Geolocate website visitors ad-hoc

You want to see if you have any relevant website visitors from the webserver access logs alone? MaxMinds GeoIP Legacy Databases can help with some IP introspection.

1
2
3
4
5
6
7
8
9
#!/bin/bash
for ip in $(grep portfolio /var/log/apache2/access.log* | \
    grep -v -E '((84).(184|185|186).)|((93).(225).)' |\
    cut -d':' -f 2 | awk '{ print $1 }' | sort | uniq); \
do (echo "$ip"; geoiplookup -f ~/geoip/GeoLiteCity.dat $ip; \
    geoiplookup -f ~/geoip/GeoIPASNum.dat $i; \
    grep -m1 $i /var/log/apache2/access.log* | awk -F\" '{ print $6 }') | \
    paste -s | perl -pe 's/GeoIP.*?://g'; \
done

Paraphrasing: for every IP-adress that's not me, find location and output user-agent in columns to stdout. There might be more efficient structure with awk, but this for another day. Shell globbing holds some pitfalls, though. Building up a pipeline and going through it step-by-step helps mitigating errors and putting it into a script with variables in the end.

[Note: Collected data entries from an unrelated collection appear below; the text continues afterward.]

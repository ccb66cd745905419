use pretty_assertions::assert_eq;
use quill::Value;
use serde_json::json;
use tests::blog;

#[tokio::test]
async fn nested_create_across_relations() {
    let (client, _) = blog().await;

    let user = client
        .model("User")
        .create(json!({
            "data": {
                "email": "ann@example.com",
                "profile": { "create": { "bio": "writes about databases" } },
                "posts": {
                    "create": [
                        {
                            "title": "Joins",
                            "tags": { "connectOrCreate": [
                                { "where": { "name": "sql" }, "create": { "name": "sql" } },
                            ] },
                        },
                        {
                            "title": "Indexes",
                            "tags": { "connectOrCreate": [
                                { "where": { "name": "sql" }, "create": { "name": "sql" } },
                                { "where": { "name": "perf" }, "create": { "name": "perf" } },
                            ] },
                        },
                    ],
                },
            },
            "select": {
                "email": true,
                "profile": { "select": { "bio": true } },
                "posts": {
                    "select": { "title": true, "tags": { "select": { "name": true }, "orderBy": { "name": "asc" } } },
                    "orderBy": { "title": "asc" },
                },
            },
        }))
        .await
        .unwrap();

    assert_eq!(
        user.to_json(),
        json!({
            "email": "ann@example.com",
            "profile": { "bio": "writes about databases" },
            "posts": [
                { "title": "Indexes", "tags": [{ "name": "perf" }, { "name": "sql" }] },
                { "title": "Joins", "tags": [{ "name": "sql" }] },
            ],
        })
    );
    assert_eq!(client.model("Tag").count(json!({})).await.unwrap(), Value::Int(2));
}

#[tokio::test]
async fn include_and_relation_counts() {
    let (client, _) = blog().await;
    let users = client.model("User");

    users
        .create(json!({
            "data": {
                "email": "ben@example.com",
                "posts": { "create": [{ "title": "a", "views": 1 }, { "title": "b", "views": 5 }] },
            },
        }))
        .await
        .unwrap();
    users
        .create(json!({ "data": { "email": "cat@example.com" } }))
        .await
        .unwrap();

    let found = users
        .find_many(json!({
            "select": {
                "email": true,
                "profile": true,
                "posts": { "where": { "views": { "gt": 2 } }, "select": { "title": true } },
                "_count": { "select": { "posts": true } },
            },
            "orderBy": { "email": "asc" },
        }))
        .await
        .unwrap();

    assert_eq!(
        found.to_json(),
        json!([
            { "email": "ben@example.com", "profile": null, "posts": [{ "title": "b" }], "_count": { "posts": 2 } },
            { "email": "cat@example.com", "profile": null, "posts": [], "_count": { "posts": 0 } },
        ])
    );

    let post = client
        .model("Post")
        .find_first(json!({
            "where": { "title": "a" },
            "include": { "author": { "select": { "email": true } } },
            "omit": { "views": true, "published": true },
        }))
        .await
        .unwrap();
    assert_eq!(
        post.to_json(),
        json!({ "id": 1, "title": "a", "authorId": 1, "author": { "email": "ben@example.com" } })
    );
}

#[tokio::test]
async fn nested_updates_on_many_to_many() {
    let (client, _) = blog().await;

    client
        .model("Tag")
        .create_many(json!({ "data": [{ "name": "a" }, { "name": "b" }, { "name": "c" }] }))
        .await
        .unwrap();
    client
        .model("User")
        .create(json!({
            "data": {
                "email": "dan@example.com",
                "posts": { "create": { "title": "p", "tags": { "connect": [{ "name": "a" }, { "name": "b" }] } } },
            },
        }))
        .await
        .unwrap();

    let posts = client.model("Post");
    let tag_names = |value: Value| {
        value.to_json()["tags"]
            .as_array()
            .unwrap()
            .iter()
            .map(|tag| tag["name"].as_str().unwrap().to_string())
            .collect::<Vec<_>>()
    };
    let select = json!({ "tags": { "select": { "name": true }, "orderBy": { "name": "asc" } } });

    let updated = posts
        .update(json!({
            "where": { "id": 1 },
            "data": { "tags": { "disconnect": { "name": "a" }, "connect": { "name": "c" } } },
            "select": select,
        }))
        .await
        .unwrap();
    assert_eq!(tag_names(updated), ["b", "c"]);

    let updated = posts
        .update(json!({
            "where": { "id": 1 },
            "data": { "tags": { "set": [{ "name": "a" }] } },
            "select": select,
        }))
        .await
        .unwrap();
    assert_eq!(tag_names(updated), ["a"]);

    // Unlinking leaves the tags themselves in place.
    assert_eq!(client.model("Tag").count(json!({})).await.unwrap(), Value::Int(3));
}

#[tokio::test]
async fn nested_updates_on_one_to_many() {
    let (client, _) = blog().await;
    let users = client.model("User");

    users
        .create(json!({
            "data": {
                "email": "eve@example.com",
                "posts": { "create": [{ "title": "draft" }, { "title": "final" }] },
            },
        }))
        .await
        .unwrap();

    let user = users
        .update(json!({
            "where": { "email": "eve@example.com" },
            "data": {
                "posts": {
                    "updateMany": { "where": { "title": "final" }, "data": { "published": true } },
                    "deleteMany": { "title": "draft" },
                    "create": { "title": "sequel" },
                },
            },
            "select": {
                "posts": { "select": { "title": true, "published": true }, "orderBy": { "id": "asc" } },
            },
        }))
        .await
        .unwrap();

    assert_eq!(
        user.to_json(),
        json!({
            "posts": [
                { "title": "final", "published": true },
                { "title": "sequel", "published": false },
            ],
        })
    );
}

#[tokio::test]
async fn optional_to_one_can_be_removed() {
    let (client, _) = blog().await;
    let users = client.model("User");

    users
        .create(json!({
            "data": { "email": "fay@example.com", "profile": { "create": { "bio": "hi" } } },
        }))
        .await
        .unwrap();

    let user = users
        .update(json!({
            "where": { "id": 1 },
            "data": { "profile": { "delete": true } },
            "select": { "profile": true },
        }))
        .await
        .unwrap();
    assert_eq!(user.to_json(), json!({ "profile": null }));
    assert_eq!(client.model("Profile").count(json!({})).await.unwrap(), Value::Int(0));
}

#[tokio::test]
async fn failed_nested_write_rolls_back() {
    let (client, log) = blog().await;

    let err = client
        .model("User")
        .create(json!({
            "data": {
                "email": "gus@example.com",
                "posts": { "connect": { "id": 99 } },
            },
        }))
        .await
        .unwrap_err();
    assert!(err.is_not_found(), "{err}");

    assert_eq!(client.model("User").count(json!({})).await.unwrap(), Value::Int(0));
    assert!(
        log.statements().iter().any(|sql| sql.starts_with("ROLLBACK")),
        "{:#?}",
        log.statements()
    );
}

#[tokio::test]
async fn to_one_upsert_honors_its_filter() {
    let (client, _) = blog().await;
    let posts = client.model("Post");

    posts
        .create(json!({
            "data": { "title": "hello", "author": { "create": { "email": "ann@example.com" } } },
        }))
        .await
        .unwrap();

    // The linked author does not match, so a new one is created and linked.
    let post = posts
        .update(json!({
            "where": { "id": 1 },
            "data": {
                "author": {
                    "upsert": {
                        "where": { "email": "nobody@example.com" },
                        "create": { "email": "ben@example.com" },
                        "update": { "name": "renamed" },
                    },
                },
            },
            "select": { "author": { "select": { "email": true } } },
        }))
        .await
        .unwrap();
    assert_eq!(post.to_json(), json!({ "author": { "email": "ben@example.com" } }));

    // Now it matches and is updated in place.
    let post = posts
        .update(json!({
            "where": { "id": 1 },
            "data": {
                "author": {
                    "upsert": {
                        "where": { "email": "ben@example.com" },
                        "create": { "email": "cat@example.com" },
                        "update": { "name": "Ben" },
                    },
                },
            },
            "select": { "author": { "select": { "email": true, "name": true } } },
        }))
        .await
        .unwrap();
    assert_eq!(
        post.to_json(),
        json!({ "author": { "email": "ben@example.com", "name": "Ben" } })
    );

    let users = client
        .model("User")
        .find_many(json!({ "select": { "email": true, "name": true }, "orderBy": { "id": "asc" } }))
        .await
        .unwrap();
    assert_eq!(
        users.to_json(),
        json!([
            { "email": "ann@example.com", "name": null },
            { "email": "ben@example.com", "name": "Ben" },
        ])
    );
}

# sample output (altered ip)
77.11.44.22  DE, 16, Berlin, Berlin, 10625, 52.509201, 13.315800, 0, 0   AS6805 Telefonica Germany GmbH & Co.OHG    Mozilla/5.0 (Android; Mobile; rv:36.0) Gecko/36.0 Firefox/36.0

Update: geoloc is an alternative to geoiplookup.

You could grep in time intervals and be sent results if any changes occured. With cron, Msmtp and mailx, or writing to RSS-file. There will be regular crawlers and the usual vulnerability scanner paths, so you would need to do a lot for filtering to receive meaningful reports from your custom pipeline.

I want to be ignored

To create the input for the inverted grep ("-v") I had to record the IP-adresses my service provider choose to assign the connection for a few days.

(curl -s whatismyip.akamai.com; echo; date "+%Y-%m-%d %a %H:%M";) | paste -s >> .myip.history

Wrap it up in a script and add it to your crontab

0 */8 * * * ~/bin/myip-history.sh

and after a few days

grep -o '^[0-9]\{1,3\}.[0-9]\{1,3\}' ~/.myip.history | sort | uniq -c | sort -n | tac

it outputs to something like

    25 84.184
    16 84.186
    11 93.225
     8 2.245

with the top entries resembling the adress space you're mostly in.